Saved data entries:
•••••
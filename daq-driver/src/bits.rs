//! Support for converting between Rust types and bitwise representations,
//! including registers with packed bitfields.
//!
//! This module reduces the boilerplate of interacting with packed 32-bit
//! registers without requiring a compiler plugin or a code generator: the
//! register map in [`crate::regs`] is hand-declared, but the bit-level
//! get/set boilerplate for each field is produced by the macros below.

/// Error type indicating that some bits read from the hardware weren't valid
/// for the expected type. Usually a driver bug; can also indicate
/// misbehaving hardware.
#[derive(Debug, Copy, Clone, PartialEq, Eq)]
pub struct BadBits(pub u32);

/// Result type for [`BadBits`].
pub type BitsResult<T> = Result<T, BadBits>;

/// Construct `Self` from a small bitwise representation, without assuming
/// that every possible bit pattern can be represented.
pub trait FromBits: Sized {
    /// Constructs `Self` from `bits`. If `bits` is out of range, returns
    /// `BadBits`.
    fn from_bits(bits: u32) -> BitsResult<Self>;
}

impl FromBits for bool {
    fn from_bits(bits: u32) -> BitsResult<Self> {
        match bits {
            0 => Ok(false),
            1 => Ok(true),
            _ => Err(BadBits(bits)),
        }
    }
}

/// Construct `Self` from a small bitwise representation, assuming every bit
/// pattern that can appear in the field is valid (used for plain integer
/// fields, where "invalid" is not a concept).
pub trait FromBitsTotal {
    fn from_bits_total(bits: u32) -> Self;
}

impl FromBitsTotal for bool {
    fn from_bits_total(bits: u32) -> Self {
        bits != 0
    }
}

impl FromBitsTotal for u8 {
    fn from_bits_total(bits: u32) -> Self {
        bits as u8
    }
}

impl FromBitsTotal for u32 {
    fn from_bits_total(bits: u32) -> Self {
        bits
    }
}

/// Converts `self` into a small bitwise representation. Should not panic.
pub trait IntoBits {
    fn into_bits(self) -> u32;
}

impl IntoBits for bool {
    fn into_bits(self) -> u32 {
        self as u32
    }
}

impl IntoBits for u8 {
    fn into_bits(self) -> u32 {
        self as u32
    }
}

impl IntoBits for u32 {
    fn into_bits(self) -> u32 {
        self
    }
}

/// Associates a wrapped bits type (the typesafe contents of a packed
/// register) with its underlying raw type and a constructor from that type.
pub trait BitsWrapper {
    type Raw;
    fn from_raw(v: Self::Raw) -> Self;
}

/// Given a value `v`, extracts bits `hi` through `lo` (inclusive).
#[inline(always)]
pub const fn bitfield_extract(v: u32, hi: u32, lo: u32) -> u32 {
    let width = hi - lo + 1;
    let mask: u32 = if width < 32 { (1 << width) - 1 } else { !0 };
    (v >> lo) & mask
}

/// Given a value `v`, replaces bits `hi` through `lo` (inclusive) with the
/// same number of low-order bits from `new`.
#[inline(always)]
pub const fn bitfield_replace(orig: u32, hi: u32, lo: u32, new: u32) -> u32 {
    let width = hi - lo + 1;
    let mask: u32 = if width < 32 { (1 << width) - 1 } else { !0 };
    (orig & !(mask << lo)) | ((new & mask) << lo)
}

/// Declares wrapped bits types: a newtype around `u32` that can be handed to
/// [`bitfield_accessors`].
///
///     bit_wrappers! {
///         pub struct Cr(pub u32);
///     }
#[macro_export]
macro_rules! bit_wrappers {
    () => {};
    ($(#[$m:meta])* pub struct $name:ident(pub $ty:ty); $($rest:tt)*) => {
        #[derive(Copy, Clone, Debug, Default, PartialEq, Eq)]
        $(#[$m])*
        pub struct $name(pub $ty);

        impl $crate::bits::BitsWrapper for $name {
            type Raw = $ty;

            fn from_raw(v: Self::Raw) -> Self {
                $name(v)
            }
        }

        $crate::bit_wrappers!{$($rest)*}
    };
}

/// Declares accessors for packed bitfields within an `impl` block for a
/// [`BitsWrapper`] type (normally declared with [`bit_wrappers`]).
///
///     bitfield_accessors! {
///         pub total [31] get_sign / with_sign: bool,
///         pub       [3:0] get_mode / with_mode: Mode,
///     }
///
/// `total` means every bit pattern in the field is a valid value of the
/// Rust type, so the accessor returns `T` directly (via [`FromBitsTotal`]).
/// Without `total`, the accessor returns `BitsResult<T>` (via [`FromBits`])
/// so that illegal patterns can be reported instead of panicking.
#[macro_export]
macro_rules! bitfield_accessors {
    () => {};

    (
        $(#[$m:meta])*
        pub [$bit:tt] $get:ident / $with:ident : $ty:ty,
        $($rest:tt)*
    ) => {
        $crate::bitfield_accessors! {
            @_impl
            $(#[$m])*
            partial [$bit : $bit] $get / $with : $ty
        }
        $crate::bitfield_accessors!{ $($rest)* }
    };

    (
        $(#[$m:meta])*
        pub total [$bit:tt] $get:ident / $with:ident : $ty:ty,
        $($rest:tt)*
    ) => {
        $crate::bitfield_accessors! {
            @_impl
            $(#[$m])*
            total [$bit : $bit] $get / $with : $ty
        }
        $crate::bitfield_accessors!{ $($rest)* }
    };

    (
        $(#[$m:meta])*
        pub [$hi:tt : $lo:tt] $get:ident / $with:ident : $ty:ty,
        $($rest:tt)*
    ) => {
        $crate::bitfield_accessors! {
            @_impl
            $(#[$m])*
            partial [$hi : $lo] $get / $with : $ty
        }
        $crate::bitfield_accessors!{ $($rest)* }
    };

    (
        $(#[$m:meta])*
        pub total [$hi:tt : $lo:tt] $get:ident / $with:ident : $ty:ty,
        $($rest:tt)*
    ) => {
        $crate::bitfield_accessors! {
            @_impl
            $(#[$m])*
            total [$hi : $lo] $get / $with : $ty
        }
        $crate::bitfield_accessors!{ $($rest)* }
    };

    (
        @_impl
        $(#[$m:meta])*
        partial [$hi:tt : $lo:tt]
        $get:ident / $with:ident : $ty:ty
    ) => {
        $(#[$m])*
        #[inline]
        pub fn $get(self) -> $crate::bits::BitsResult<$ty> {
            <$ty as $crate::bits::FromBits>::from_bits(
                $crate::bits::bitfield_extract(self.0, $hi, $lo))
        }

        $(#[$m])*
        #[inline]
        pub fn $with(self, v: $ty) -> Self {
            $crate::bits::BitsWrapper::from_raw(
                $crate::bits::bitfield_replace(
                    self.0, $hi, $lo,
                    <$ty as $crate::bits::IntoBits>::into_bits(v)))
        }
    };

    (
        @_impl
        $(#[$m:meta])*
        total [$hi:tt : $lo:tt]
        $get:ident / $with:ident : $ty:ty
    ) => {
        $(#[$m])*
        #[inline]
        pub fn $get(self) -> $ty {
            <$ty as $crate::bits::FromBitsTotal>::from_bits_total(
                $crate::bits::bitfield_extract(self.0, $hi, $lo))
        }

        $(#[$m])*
        #[inline]
        pub fn $with(self, v: $ty) -> Self {
            $crate::bits::BitsWrapper::from_raw(
                $crate::bits::bitfield_replace(
                    self.0, $hi, $lo,
                    <$ty as $crate::bits::IntoBits>::into_bits(v)))
        }
    };
}

/// Declares `bit_enum` types: plain C-like enums with a bidirectional
/// mapping to small bit patterns, usable as the `$ty` in
/// [`bitfield_accessors`].
///
///     bit_enums! {
///         pub bit_enum RecMode {
///             Continuous = 0,
///             TriggerMask = 1,
///         }
///     }
#[macro_export]
macro_rules! bit_enums {
    () => {};
    (
        $(#[$m:meta])*
        pub bit_enum $name:ident {
            $($e_name:ident = $e_val:expr,)+
        }
        $($rest:tt)*
    ) => {
        #[derive(Copy, Clone, Eq, PartialEq, Debug)]
        $(#[$m])*
        pub enum $name {
            $($e_name = $e_val),+
        }

        impl $crate::bits::IntoBits for $name {
            fn into_bits(self) -> u32 {
                self as u32
            }
        }

        impl $crate::bits::FromBits for $name {
            fn from_bits(bits: u32) -> $crate::bits::BitsResult<Self> {
                match bits {
                    $($e_val => Ok($name::$e_name),)+
                    _ => Err($crate::bits::BadBits(bits)),
                }
            }
        }

        impl $crate::bits::FromBitsTotal for $name {
            fn from_bits_total(bits: u32) -> Self {
                match bits {
                    $($e_val => $name::$e_name,)+
                    _ => unreachable!("illegal bit pattern {:#x} for {}", bits, stringify!($name)),
                }
            }
        }

        $crate::bit_enums!{$($rest)*}
    };
}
•••••
_The task_
This task calls for the number of lines in the entries that contain the string "Clone", with no accompanying text.

_Problem solution_
3